TASK INSTRUCTIONS:
Your answer is the lines below, exactly, from the one that contains "let invoke: InvokeFn" through the one that contains "pub fn lookup(&self, type_name: &str)", both included.

(Stored items)

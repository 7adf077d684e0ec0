use std::collections::HashMap;
use std::fmt;
use std::future::Future;
use std::sync::Arc;

use futures::future::BoxFuture;
use futures::FutureExt;
use parking_lot::RwLock;
use speak_core_types::{AccessRight, Caller, ItemRef, RequestArgs};

use crate::errors::HandlerResult;
use crate::ports::RequestRepository;

/// Method invoked when a request names a type but no method.
pub const DEFAULT_METHOD: &str = "ProcessRequest";

pub type InvokeFn = Arc<dyn Fn(RequestArgs) -> BoxFuture<'static, HandlerResult> + Send + Sync>;

/// Role gate declared on a method.
#[derive(Clone, Debug, Default, PartialEq, Eq)]
pub struct RoleRequirement {
    pub roles: Vec<String>,
    pub admins_only: bool,
}

impl RoleRequirement {
    pub fn any_of<I, S>(roles: I) -> Self
    where
        I: IntoIterator<Item = S>,
        S: Into<String>,
    {
        Self {
            roles: roles.into_iter().map(Into::into).collect(),
            admins_only: false,
        }
    }

    pub fn admins_only() -> Self {
        Self {
            roles: Vec::new(),
            admins_only: true,
        }
    }

    pub fn is_satisfied_by(&self, caller: &Caller) -> bool {
        if caller.is_administrator {
            return true;
        }
        if self.admins_only {
            return false;
        }
        if self.roles.is_empty() {
            return !caller.is_anonymous();
        }
        self.roles.iter().any(|role| caller.is_in_role(role))
    }

    /// Human readable list of what would have been accepted.
    pub fn describe(&self) -> String {
        if self.admins_only {
            "administrators".to_string()
        } else if self.roles.is_empty() {
            "any authenticated user".to_string()
        } else {
            self.roles.join(", ")
        }
    }
}

/// Item right declared on a method.
#[derive(Clone, Debug, PartialEq, Eq)]
pub struct ItemPermission {
    pub item: ItemRef,
    pub right: AccessRight,
}

/// Authorization requirements of one method; both parts are optional.
#[derive(Clone, Debug, Default, PartialEq, Eq)]
pub struct AuthzPolicy {
    pub role: Option<RoleRequirement>,
    pub item: Option<ItemPermission>,
}

impl AuthzPolicy {
    pub fn none() -> Self {
        Self::default()
    }

    pub fn roles<I, S>(roles: I) -> Self
    where
        I: IntoIterator<Item = S>,
        S: Into<String>,
    {
        Self::none().with_role(RoleRequirement::any_of(roles))
    }

    pub fn admins_only() -> Self {
        Self::none().with_role(RoleRequirement::admins_only())
    }

    pub fn item(path: impl Into<String>, id: impl Into<String>, right: AccessRight) -> Self {
        Self::none().with_item(path, id, right)
    }

    pub fn with_role(mut self, requirement: RoleRequirement) -> Self {
        self.role = Some(requirement);
        self
    }

    pub fn with_item(
        mut self,
        path: impl Into<String>,
        id: impl Into<String>,
        right: AccessRight,
    ) -> Self {
        self.item = Some(ItemPermission {
            item: ItemRef::new(path, id),
            right,
        });
        self
    }

    pub fn is_open(&self) -> bool {
        self.role.is_none() && self.item.is_none()
    }
}

#[derive(Clone)]
pub struct MethodDescriptor {
    name: String,
    qualified_name: String,
    policy: AuthzPolicy,
    invoke: InvokeFn,
}

impl MethodDescriptor {
    pub fn name(&self) -> &str {
        &self.name
    }

    /// `Type.Method`, used in diagnostics.
    pub fn qualified_name(&self) -> &str {
        &self.qualified_name
    }

    pub fn policy(&self) -> &AuthzPolicy {
        &self.policy
    }

    pub async fn invoke(&self, args: RequestArgs) -> HandlerResult {
        (self.invoke)(args).await
    }
}

impl fmt::Debug for MethodDescriptor {
    fn fmt(&self, f: &mut fmt::Formatter<'_>) -> fmt::Result {
        f.debug_struct("MethodDescriptor")
            .field("qualified_name", &self.qualified_name)
            .field("policy", &self.policy)
            .finish_non_exhaustive()
    }
}

/// A registered request type and its callable methods.
#[derive(Clone, Debug)]
pub struct HandlerEntry {
    type_name: String,
    methods: HashMap<String, MethodDescriptor>,
}

impl HandlerEntry {
    fn new(type_name: &str) -> Self {
        Self {
            type_name: type_name.to_string(),
            methods: HashMap::new(),
        }
    }

    pub fn type_name(&self) -> &str {
        &self.type_name
    }

    pub fn method(&self, name: &str) -> Option<&MethodDescriptor> {
        self.methods.get(name)
    }

    pub fn method_names(&self) -> Vec<&str> {
        let mut names: Vec<&str> = self.methods.keys().map(String::as_str).collect();
        names.sort_unstable();
        names
    }
}

/// Explicit routing table from type name to handler entry.
#[derive(Default)]
pub struct HandlerRegistry {
    handlers: RwLock<HashMap<String, Arc<HandlerEntry>>>,
}

impl HandlerRegistry {
    pub fn new() -> Self {
        Self::default()
    }

    /// Registers (or replaces) one method of a request type.
    pub fn register<F, Fut>(
        &self,
        type_name: &str,
        method: &str,
        policy: AuthzPolicy,
        handler: F,
    ) -> &Self
    where
        F: Fn(RequestArgs) -> Fut + Send + Sync + 'static,
        Fut: Future<Output = HandlerResult> + Send + 'static,
    {
        let invoke: InvokeFn = Arc::new(move |args| handler(args).boxed());
        let descriptor = MethodDescriptor {
            name: method.to_string(),
            qualified_name: format!("{type_name}.{method}"),
            policy,
            invoke,
        };

        let mut guard = self.handlers.write();
        let entry = guard
            .entry(type_name.to_string())
            .or_insert_with(|| Arc::new(HandlerEntry::new(type_name)));
        Arc::make_mut(entry)
            .methods
            .insert(method.to_string(), descriptor);
        self
    }

    pub fn unregister(&self, type_name: &str) -> bool {
        self.handlers.write().remove(type_name).is_some()
    }

    pub fn lookup(&self, type_name: &str) -> Option<Arc<HandlerEntry>> {
        self.handlers.read().get(type_name).cloned()
    }

    pub fn type_names(&self) -> Vec<String> {
        let mut names: Vec<String> = self.handlers.read().keys().cloned().collect();
        names.sort_unstable();
        names
    }
}

impl RequestRepository for HandlerRegistry {
    fn get(&self, args: &RequestArgs) -> Option<Arc<HandlerEntry>> {
        self.lookup(&args.type_name)
    }
}

#[cfg(test)]
mod tests {
    use super::*;
    use speak_core_types::Response;

    #[test]
    fn role_requirement_admits_administrators_and_listed_roles() {
        let requirement = RoleRequirement::any_of(["sitecore\\Designer", "sitecore\\Author"]);
        let author = Caller::new("sitecore\\jane").with_roles(["sitecore\\author"]);
        let visitor = Caller::new("sitecore\\bob").with_roles(["sitecore\\Analytics"]);
        let admin = Caller::new("sitecore\\admin").administrator();
        assert!(requirement.is_satisfied_by(&author));
        assert!(!requirement.is_satisfied_by(&visitor));
        assert!(requirement.is_satisfied_by(&admin));
        assert_eq!(requirement.describe(), "sitecore\\Designer, sitecore\\Author");
    }

    #[test]
    fn admins_only_rejects_role_holders() {
        let requirement = RoleRequirement::admins_only();
        let developer = Caller::new("sitecore\\dev").with_roles(["sitecore\\Developer"]);
        assert!(!requirement.is_satisfied_by(&developer));
        assert!(requirement.is_satisfied_by(&Caller::new("sitecore\\admin").administrator()));
    }

    #[test]
    fn empty_role_list_requires_authenticated_caller() {
        let requirement = RoleRequirement::default();
        assert!(!requirement.is_satisfied_by(&Caller::anonymous()));
        assert!(requirement.is_satisfied_by(&Caller::new("sitecore\\jane")));
    }

    #[tokio::test]
    async fn register_merges_methods_under_one_type() {
        let registry = HandlerRegistry::new();
        registry
            .register("PageEditor", "Save", AuthzPolicy::none(), |_args| async {
                Ok(Response::ok().with_value("saved", serde_json::json!(true)))
            })
            .register("PageEditor", "Lock", AuthzPolicy::admins_only(), |_args| async {
                Ok(Response::ok())
            });

        let entry = registry.get(&RequestArgs::new("PageEditor", "Save")).unwrap();
        assert_eq!(entry.method_names(), vec!["Lock", "Save"]);
        let save = entry.method("Save").unwrap();
        assert_eq!(save.qualified_name(), "PageEditor.Save");
        assert!(save.policy().is_open());
        assert!(!entry.method("Lock").unwrap().policy().is_open());

        let response = save.invoke(RequestArgs::new("PageEditor", "Save")).await.unwrap();
        assert_eq!(response.payload["saved"], serde_json::json!(true));
    }

    #[test]
    fn unknown_type_is_not_resolved() {
        let registry = HandlerRegistry::new();
        assert!(registry.get(&RequestArgs::new("Missing", "Run")).is_none());
        assert!(!registry.unregister("Missing"));
    }
}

FINISHED TASK:
        let invoke: InvokeFn = Arc::new(move |args| handler(args).boxed());
        let descriptor = MethodDescriptor {
            name: method.to_string(),
            qualified_name: format!("{type_name}.{method}"),
            policy,
            invoke,
        };

        let mut guard = self.handlers.write();
        let entry = guard
            .entry(type_name.to_string())
            .or_insert_with(|| Arc::new(HandlerEntry::new(type_name)));
        Arc::make_mut(entry)
            .methods
            .insert(method.to_string(), descriptor);
        self
    }

    pub fn unregister(&self, type_name: &str) -> bool {
        self.handlers.write().remove(type_name).is_some()
    }

    pub fn lookup(&self, type_name: &str) -> Option<Arc<HandlerEntry>> {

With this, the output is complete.